The trouble is, she is a sinner. Not a private sinner with sins of the heart, suitable for repentance in silence during Sunday morning confession. Nor a sinner in the general sense that we are all sinners saved by grace. She is a known sinner, one singled out by her sin, one publicly shamed by sinfulness.
Since she does not appear with any stable man by her side, it is tempting (and titillating) for us to imagine that her sin is sexual—prostitution or habitual unchastity. But maybe it is financial malfeasance. She has means enough to buy perfume in alabaster. The parable Jesus tells on this occasion speaks of money, which may be a hint. But we have no way of knowing.
Jesus had come out of the wilderness and was starting to attract some attention. People gathered to hear him speak. They came to him for healing. John the Baptist had sent word from his jail cell, wondering whether Jesus was the one he had been waiting for. And the Pharisees noticed that he ate and drank with sinners.

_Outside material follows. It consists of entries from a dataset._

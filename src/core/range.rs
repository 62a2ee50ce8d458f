//! `"<min>-<max>"` range strings such as `"10 - 12 years"` or `"20-32"`.

use serde::Serialize;
use thiserror::Error;

#[derive(Debug, Clone, Copy, PartialEq, Serialize)]
pub struct Range {
    pub min: f64,
    pub max: f64,
}

impl Range {
    /// Midpoint, computed exactly as `(min + max) / 2`.
    pub fn avg(&self) -> f64 {
        (self.min + self.max) / 2.0
    }
}

#[derive(Debug, Clone, PartialEq, Eq, Error)]
pub enum RangeError {
    #[error("expected exactly one '-' delimiter, found {0}")]
    Delimiter(usize),

    #[error("non-numeric token '{0}'")]
    NotANumber(String),
}

/// Parses a range string. Missing or blank input is `Ok(None)`; anything that
/// is present but does not follow the grammar is a `RangeError`.
///
/// A single trailing unit word (`years`, `kg`) is tolerated. Numbers are plain
/// non-negative decimals and are not rounded.
pub fn parse_range(text: Option<&str>) -> Result<Option<Range>, RangeError> {
    let text = match text.map(str::trim) {
        Some(t) if !t.is_empty() => t,
        _ => return Ok(None),
    };

    let body = strip_unit(text);
    let parts: Vec<&str> = body.split('-').collect();
    if parts.len() != 2 {
        return Err(RangeError::Delimiter(parts.len().saturating_sub(1)));
    }

    let min = parse_number(parts[0])?;
    let max = parse_number(parts[1])?;
    Ok(Some(Range { min, max }))
}

fn strip_unit(text: &str) -> &str {
    let stripped = text.trim_end_matches(|c: char| c.is_ascii_alphabetic());
    // 只有在單位前面有數字或空白時才去掉，避免把 "10-twelve" 變成合法值
    match stripped.chars().last() {
        Some(c) if c.is_ascii_digit() || c.is_whitespace() => stripped.trim_end(),
        _ => text,
    }
}

fn parse_number(token: &str) -> Result<f64, RangeError> {
    let token = token.trim();
    let well_formed = !token.is_empty()
        && token.chars().all(|c| c.is_ascii_digit() || c == '.')
        && token.chars().filter(|c| *c == '.').count() <= 1
        && token.chars().any(|c| c.is_ascii_digit());

    if !well_formed {
        return Err(RangeError::NotANumber(token.to_string()));
    }

    token
        .parse::<f64>()
        .map_err(|_| RangeError::NotANumber(token.to_string()))
}

#[cfg(test)]
mod tests {
    use super::*;

    #[test]
    fn test_parse_plain_range() {
        let range = parse_range(Some("10-14")).unwrap().unwrap();
        assert_eq!(range.min, 10.0);
        assert_eq!(range.max, 14.0);
        assert_eq!(range.avg(), 12.0);
    }

    #[test]
    fn test_parse_range_with_spaces_and_unit() {
        let range = parse_range(Some("10 - 12 years")).unwrap().unwrap();
        assert_eq!(range, Range { min: 10.0, max: 12.0 });

        let range = parse_range(Some(" 3.5 - 6.25 ")).unwrap().unwrap();
        assert_eq!(range.avg(), (3.5 + 6.25) / 2.0);
    }

    #[test]
    fn test_midpoint_is_exact_for_many_pairs() {
        for a in 0..40u32 {
            for b in a..a + 7 {
                let min = a as f64 * 0.5;
                let max = b as f64 * 0.5 + 0.1;
                let text = format!("{}-{}", min, max);
                let range = parse_range(Some(text.as_str())).unwrap().unwrap();
                assert_eq!(range.min, min);
                assert_eq!(range.max, max);
                assert_eq!(range.avg(), (min + max) / 2.0);
            }
        }
    }

    #[test]
    fn test_missing_or_blank_is_none() {
        assert_eq!(parse_range(None).unwrap(), None);
        assert_eq!(parse_range(Some("")).unwrap(), None);
        assert_eq!(parse_range(Some("   ")).unwrap(), None);
    }

    #[test]
    fn test_wrong_delimiter_count() {
        assert_eq!(parse_range(Some("12 years")), Err(RangeError::Delimiter(0)));
        assert_eq!(parse_range(Some("1-2-3")), Err(RangeError::Delimiter(2)));
    }

    #[test]
    fn test_non_numeric_tokens() {
        assert_eq!(
            parse_range(Some("ten-12")),
            Err(RangeError::NotANumber("ten".to_string()))
        );
        assert!(parse_range(Some("10-twelve")).is_err());
        assert!(parse_range(Some("1e3-5")).is_err());
        assert!(parse_range(Some("-5")).is_err());
    }
}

The sinner from the city, the dark-haired weeper, is not doing her reputation any favors by letting down her hair onto Jesus’ feet. It is an immodest act, an act against morality and dignity, an intimate act in a public place. But she has to dry Jesus’ feet; she has cried all over them. She had come to Simon’s house meaning to honor Jesus with perfume, a humble anointing of the feet, dramatic but not scandalous. Instead, her tears come, speaking release from the depths of her heart-sickness. And now her hair is down and her shame confirmed.
She is in exactly the wrong place for such a scandal. It is like the classic “running down Main Street in your underwear” bad dream. The house belongs to Simon, the Pharisee. In this house, the law is observed. The order of the day is propriety. Simon, of all people, does not make social mistakes, or sins, or any other disruption. His fondest goal is to live right and thereby invoke the day of God’s kingdom. The orderliness of his life, from morality to social grace, is cut from the whole cloth of his religion.
Therefore it is no accidental omission: He deliberately snubs Jesus. The lunch invitation is intended to be a public demonstration of Jesus’ place in the eyes of the Pharisee. Jesus comes to eat, and Simon offers him no honor or consideration. He gives him no kiss of greeting. He offers him no water to wash the dust off his feet. And if he was really favorably impressed with Jesus’ teachings, he could have given the ordinary sign of anointing with oil. But he gives nothing.
Did the woman observe all this? In any case, her intent is the opposite of Simon’s. She plans to honor Jesus. This she does, and resourcefully. When she wets Jesus’ feet with her weeping, she improvises to dry them. And in the midst of all the shameful drama, she manages to complete her mission after all. She perfumes his feet, and kisses them.
This resourceful woman shows “great love.” But Simon thinks, “If this man were a prophet, he would have known who and what kind of woman this is who is touching him —that she is a sinner.” For Simon it is not love. It is a mess. In his house. At his table.
At this point, Jesus has a chance to redeem his own reputation. He was being called “a friend of sinners.” He could show Simon that he knows his “p’s and q’s,” a teacher who understands the need for respect. Distance himself from the shame. Tell the woman that it is all very well to show gratitude but that she is really out of line.
Instead, Jesus offers Simon this idea. Maybe the woman is very, very, very grateful. Like a debtor who has been forgiven 500 days’ wages. Much more grateful than somebody who has only been forgiven, say, a tenth of that amount. What we have here is that “she has shown great love. But the one to whom little is forgiven, loves little,” Jesus notes. Not that Simon has little to forgive. But how can you forgive an unrepentant heart of stone?
Then Jesus explains how it is that they are in the presence of faith, not shame. “Do you see this woman? I entered your house; you gave me no water for my feet, but she has bathed my feet with her tears and dried them with her hair. You gave me no kiss, but from the time I came in she has not stopped kissing my feet. You did not anoint my head with oil, but she has anointed my feet with ointment.” Faith, not shame.
This, of course, becomes the ultimate question in Jesus’ life. The public shame of this repentant sinner prefigures the public sinful shame of the cross, which Jesus accepts rather than abandon his ministry. And then, with the woman, Jesus also prefigures the rest of the story. He says to her, “Your sins are forgiven… Your faith has saved you; go in peace.” Which is a glimmering, even a flooding of resurrection light. Out of shame, peace. Out of shameful death, life.
At this point, Luke’s curtain drops on the story. What could possibly happen next? I imagine the woman giving Jesus a farewell glance and leaving the house, not without dignity, I imagine Jesus offering a bit of final rhetoric on his way out: “He who has ears to hear, let him hear.” And I imagine the other guests plunging into a tight knot of fervid discussion: “Who is this who even forgives sins?”